▶ [Problem requirements]
Each line below should be set down again unchanged.

Data excerpts: Begin

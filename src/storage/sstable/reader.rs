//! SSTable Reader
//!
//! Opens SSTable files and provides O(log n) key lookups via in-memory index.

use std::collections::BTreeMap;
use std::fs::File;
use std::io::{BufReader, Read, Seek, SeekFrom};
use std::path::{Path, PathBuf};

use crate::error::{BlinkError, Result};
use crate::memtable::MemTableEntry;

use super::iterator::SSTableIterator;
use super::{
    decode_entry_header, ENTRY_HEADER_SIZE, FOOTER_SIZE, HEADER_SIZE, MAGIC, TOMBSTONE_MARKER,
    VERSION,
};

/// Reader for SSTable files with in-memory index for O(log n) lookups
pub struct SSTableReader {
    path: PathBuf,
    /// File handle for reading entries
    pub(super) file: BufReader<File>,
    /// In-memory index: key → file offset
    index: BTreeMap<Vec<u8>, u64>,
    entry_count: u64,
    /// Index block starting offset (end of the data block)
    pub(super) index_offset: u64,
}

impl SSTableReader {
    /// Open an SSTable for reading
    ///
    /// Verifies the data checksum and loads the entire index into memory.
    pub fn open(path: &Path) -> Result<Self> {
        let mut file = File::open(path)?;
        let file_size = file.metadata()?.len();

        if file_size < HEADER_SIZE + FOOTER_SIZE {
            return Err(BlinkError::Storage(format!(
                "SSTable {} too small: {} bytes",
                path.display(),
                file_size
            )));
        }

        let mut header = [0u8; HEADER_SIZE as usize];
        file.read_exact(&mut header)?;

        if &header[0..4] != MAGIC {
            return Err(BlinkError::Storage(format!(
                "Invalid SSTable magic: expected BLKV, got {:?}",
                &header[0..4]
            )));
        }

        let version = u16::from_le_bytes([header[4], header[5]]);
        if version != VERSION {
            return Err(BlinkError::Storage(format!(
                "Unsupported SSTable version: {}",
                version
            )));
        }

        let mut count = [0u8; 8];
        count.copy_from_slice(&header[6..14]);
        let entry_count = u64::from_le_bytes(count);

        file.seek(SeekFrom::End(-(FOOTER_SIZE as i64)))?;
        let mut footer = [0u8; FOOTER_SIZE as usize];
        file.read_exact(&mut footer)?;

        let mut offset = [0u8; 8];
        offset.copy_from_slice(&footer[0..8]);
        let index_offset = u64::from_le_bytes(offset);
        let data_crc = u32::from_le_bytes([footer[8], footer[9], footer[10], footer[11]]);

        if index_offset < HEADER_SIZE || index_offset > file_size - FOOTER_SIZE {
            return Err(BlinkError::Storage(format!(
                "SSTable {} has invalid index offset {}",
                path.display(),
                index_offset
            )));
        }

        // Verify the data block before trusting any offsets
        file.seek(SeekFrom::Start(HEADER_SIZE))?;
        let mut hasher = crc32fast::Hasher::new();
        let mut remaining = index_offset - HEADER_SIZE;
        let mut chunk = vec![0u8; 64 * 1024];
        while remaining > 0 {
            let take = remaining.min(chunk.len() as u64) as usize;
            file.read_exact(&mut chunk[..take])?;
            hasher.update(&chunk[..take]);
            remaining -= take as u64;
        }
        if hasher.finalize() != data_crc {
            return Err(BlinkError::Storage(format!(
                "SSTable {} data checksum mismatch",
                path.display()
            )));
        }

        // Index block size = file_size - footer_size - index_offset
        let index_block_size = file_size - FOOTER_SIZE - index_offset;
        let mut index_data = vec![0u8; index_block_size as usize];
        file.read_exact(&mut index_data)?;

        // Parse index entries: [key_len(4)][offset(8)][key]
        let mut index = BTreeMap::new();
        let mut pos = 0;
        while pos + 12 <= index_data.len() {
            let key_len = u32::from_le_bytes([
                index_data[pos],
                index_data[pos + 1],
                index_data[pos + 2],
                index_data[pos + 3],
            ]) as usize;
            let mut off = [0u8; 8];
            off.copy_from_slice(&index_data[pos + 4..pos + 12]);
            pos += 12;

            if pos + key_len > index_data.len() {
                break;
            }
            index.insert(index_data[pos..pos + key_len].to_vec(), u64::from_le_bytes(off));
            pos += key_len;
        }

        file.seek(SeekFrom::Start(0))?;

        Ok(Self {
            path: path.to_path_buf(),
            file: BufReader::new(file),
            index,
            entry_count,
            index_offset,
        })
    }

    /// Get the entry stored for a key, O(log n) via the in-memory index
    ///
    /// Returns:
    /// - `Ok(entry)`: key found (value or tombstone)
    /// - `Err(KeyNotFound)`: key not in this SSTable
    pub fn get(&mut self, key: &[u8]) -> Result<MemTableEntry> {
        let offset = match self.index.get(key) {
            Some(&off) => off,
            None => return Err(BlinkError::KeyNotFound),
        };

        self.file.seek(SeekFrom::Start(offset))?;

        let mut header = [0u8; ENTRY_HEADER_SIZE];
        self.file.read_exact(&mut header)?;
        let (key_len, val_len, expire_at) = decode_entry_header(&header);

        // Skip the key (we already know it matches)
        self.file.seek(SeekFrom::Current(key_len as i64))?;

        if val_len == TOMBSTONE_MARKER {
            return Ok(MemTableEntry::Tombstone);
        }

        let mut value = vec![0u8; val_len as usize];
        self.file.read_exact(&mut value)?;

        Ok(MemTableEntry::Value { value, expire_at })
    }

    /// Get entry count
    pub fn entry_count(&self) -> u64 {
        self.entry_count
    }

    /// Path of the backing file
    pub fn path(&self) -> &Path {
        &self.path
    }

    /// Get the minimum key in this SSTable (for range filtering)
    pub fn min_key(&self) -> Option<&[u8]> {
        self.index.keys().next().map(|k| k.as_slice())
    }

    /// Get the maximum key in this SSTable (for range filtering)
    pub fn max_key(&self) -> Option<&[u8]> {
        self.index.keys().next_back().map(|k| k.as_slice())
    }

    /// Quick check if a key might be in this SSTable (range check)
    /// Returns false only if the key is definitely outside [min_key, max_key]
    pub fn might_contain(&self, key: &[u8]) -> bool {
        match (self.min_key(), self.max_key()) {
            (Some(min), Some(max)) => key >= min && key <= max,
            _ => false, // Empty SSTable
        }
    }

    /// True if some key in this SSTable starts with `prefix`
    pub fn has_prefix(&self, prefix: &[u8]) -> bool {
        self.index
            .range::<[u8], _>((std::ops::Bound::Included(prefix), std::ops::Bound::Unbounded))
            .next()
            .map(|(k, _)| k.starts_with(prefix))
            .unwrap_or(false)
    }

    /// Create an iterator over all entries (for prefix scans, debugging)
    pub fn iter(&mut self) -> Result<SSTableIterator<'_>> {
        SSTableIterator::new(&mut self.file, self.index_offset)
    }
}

Data excerpts: End

▶ [Response below]
filename src/storage/sstable/reader.rs
//! SSTable Reader
//!
//! Opens SSTable files and provides O(log n) key lookups via in-memory index.

use std::collections::BTreeMap;
use std::fs::File;
use std::io::{BufReader, Read, Seek, SeekFrom};
use std::path::{Path, PathBuf};

use crate::error::{BlinkError, Result};
use crate::memtable::MemTableEntry;

use super::iterator::SSTableIterator;
use super::{
    decode_entry_header, ENTRY_HEADER_SIZE, FOOTER_SIZE, HEADER_SIZE, MAGIC, TOMBSTONE_MARKER,
    VERSION,
};

/// Reader for SSTable files with in-memory index for O(log n) lookups
pub struct SSTableReader {
    path: PathBuf,
    /// File handle for reading entries
    pub(super) file: BufReader<File>,
    /// In-memory index: key → file offset
    index: BTreeMap<Vec<u8>, u64>,
    entry_count: u64,
    /// Index block starting offset (end of the data block)
    pub(super) index_offset: u64,
}

impl SSTableReader {
    /// Open an SSTable for reading
    ///
    /// Verifies the data checksum and loads the entire index into memory.
    pub fn open(path: &Path) -> Result<Self> {
        let mut file = File::open(path)?;
        let file_size = file.metadata()?.len();

        if file_size < HEADER_SIZE + FOOTER_SIZE {
            return Err(BlinkError::Storage(format!(
                "SSTable {} too small: {} bytes",
                path.display(),
                file_size
            )));
        }

        let mut header = [0u8; HEADER_SIZE as usize];
        file.read_exact(&mut header)?;

        if &header[0..4] != MAGIC {
            return Err(BlinkError::Storage(format!(
                "Invalid SSTable magic: expected BLKV, got {:?}",
                &header[0..4]
            )));
        }

        let version = u16::from_le_bytes([header[4], header[5]]);
        if version != VERSION {
            return Err(BlinkError::Storage(format!(
                "Unsupported SSTable version: {}",
                version
            )));
        }

        let mut count = [0u8; 8];
        count.copy_from_slice(&header[6..14]);
        let entry_count = u64::from_le_bytes(count);

        file.seek(SeekFrom::End(-(FOOTER_SIZE as i64)))?;
        let mut footer = [0u8; FOOTER_SIZE as usize];
        file.read_exact(&mut footer)?;

        let mut offset = [0u8; 8];
        offset.copy_from_slice(&footer[0..8]);
        let index_offset = u64::from_le_bytes(offset);
        let data_crc = u32::from_le_bytes([footer[8], footer[9], footer[10], footer[11]]);

        if index_offset < HEADER_SIZE || index_offset > file_size - FOOTER_SIZE {
            return Err(BlinkError::Storage(format!(
                "SSTable {} has invalid index offset {}",
                path.display(),
                index_offset
            )));
        }

        // Verify the data block before trusting any offsets
        file.seek(SeekFrom::Start(HEADER_SIZE))?;
        let mut hasher = crc32fast::Hasher::new();
        let mut remaining = index_offset - HEADER_SIZE;
        let mut chunk = vec![0u8; 64 * 1024];
        while remaining > 0 {
            let take = remaining.min(chunk.len() as u64) as usize;
            file.read_exact(&mut chunk[..take])?;
            hasher.update(&chunk[..take]);
            remaining -= take as u64;
        }
        if hasher.finalize() != data_crc {
            return Err(BlinkError::Storage(format!(
                "SSTable {} data checksum mismatch",
                path.display()
            )));
        }

        // Index block size = file_size - footer_size - index_offset
        let index_block_size = file_size - FOOTER_SIZE - index_offset;
        let mut index_data = vec![0u8; index_block_size as usize];
        file.read_exact(&mut index_data)?;

        // Parse index entries: [key_len(4)][offset(8)][key]
        let mut index = BTreeMap::new();
        let mut pos = 0;
        while pos + 12 <= index_data.len() {
            let key_len = u32::from_le_bytes([
                index_data[pos],
                index_data[pos + 1],
                index_data[pos + 2],
                index_data[pos + 3],
            ]) as usize;
            let mut off = [0u8; 8];
            off.copy_from_slice(&index_data[pos + 4..pos + 12]);
            pos += 12;

            if pos + key_len > index_data.len() {
                break;
            }
            index.insert(index_data[pos..pos + key_len].to_vec(), u64::from_le_bytes(off));
            pos += key_len;
        }

        file.seek(SeekFrom::Start(0))?;

        Ok(Self {
            path: path.to_path_buf(),
            file: BufReader::new(file),
            index,
            entry_count,
            index_offset,
        })
    }

    /// Get the entry stored for a key, O(log n) via the in-memory index
    ///
    /// Returns:
    /// - `Ok(entry)`: key found (value or tombstone)
    /// - `Err(KeyNotFound)`: key not in this SSTable
    pub fn get(&mut self, key: &[u8]) -> Result<MemTableEntry> {
        let offset = match self.index.get(key) {
            Some(&off) => off,
            None => return Err(BlinkError::KeyNotFound),
        };

        self.file.seek(SeekFrom::Start(offset))?;

        let mut header = [0u8; ENTRY_HEADER_SIZE];
        self.file.read_exact(&mut header)?;
        let (key_len, val_len, expire_at) = decode_entry_header(&header);

        // Skip the key (we already know it matches)
        self.file.seek(SeekFrom::Current(key_len as i64))?;

        if val_len == TOMBSTONE_MARKER {
            return Ok(MemTableEntry::Tombstone);
        }

        let mut value = vec![0u8; val_len as usize];
        self.file.read_exact(&mut value)?;

        Ok(MemTableEntry::Value { value, expire_at })
    }

    /// Get entry count
    pub fn entry_count(&self) -> u64 {
        self.entry_count
    }

    /// Path of the backing file
    pub fn path(&self) -> &Path {
        &self.path
    }

    /// Get the minimum key in this SSTable (for range filtering)
    pub fn min_key(&self) -> Option<&[u8]> {
        self.index.keys().next().map(|k| k.as_slice())
    }

    /// Get the maximum key in this SSTable (for range filtering)
    pub fn max_key(&self) -> Option<&[u8]> {
        self.index.keys().next_back().map(|k| k.as_slice())
    }

    /// Quick check if a key might be in this SSTable (range check)
    /// Returns false only if the key is definitely outside [min_key, max_key]
    pub fn might_contain(&self, key: &[u8]) -> bool {
        match (self.min_key(), self.max_key()) {
            (Some(min), Some(max)) => key >= min && key <= max,
            _ => false, // Empty SSTable
        }
    }

    /// True if some key in this SSTable starts with `prefix`
    pub fn has_prefix(&self, prefix: &[u8]) -> bool {
        self.index
            .range::<[u8], _>((std::ops::Bound::Included(prefix), std::ops::Bound::Unbounded))
            .next()
            .map(|(k, _)| k.starts_with(prefix))
            .unwrap_or(false)
    }

    /// Create an iterator over all entries (for prefix scans, debugging)
    pub fn iter(&mut self) -> Result<SSTableIterator<'_>> {
        SSTableIterator::new(&mut self.file, self.index_offset)
    }
}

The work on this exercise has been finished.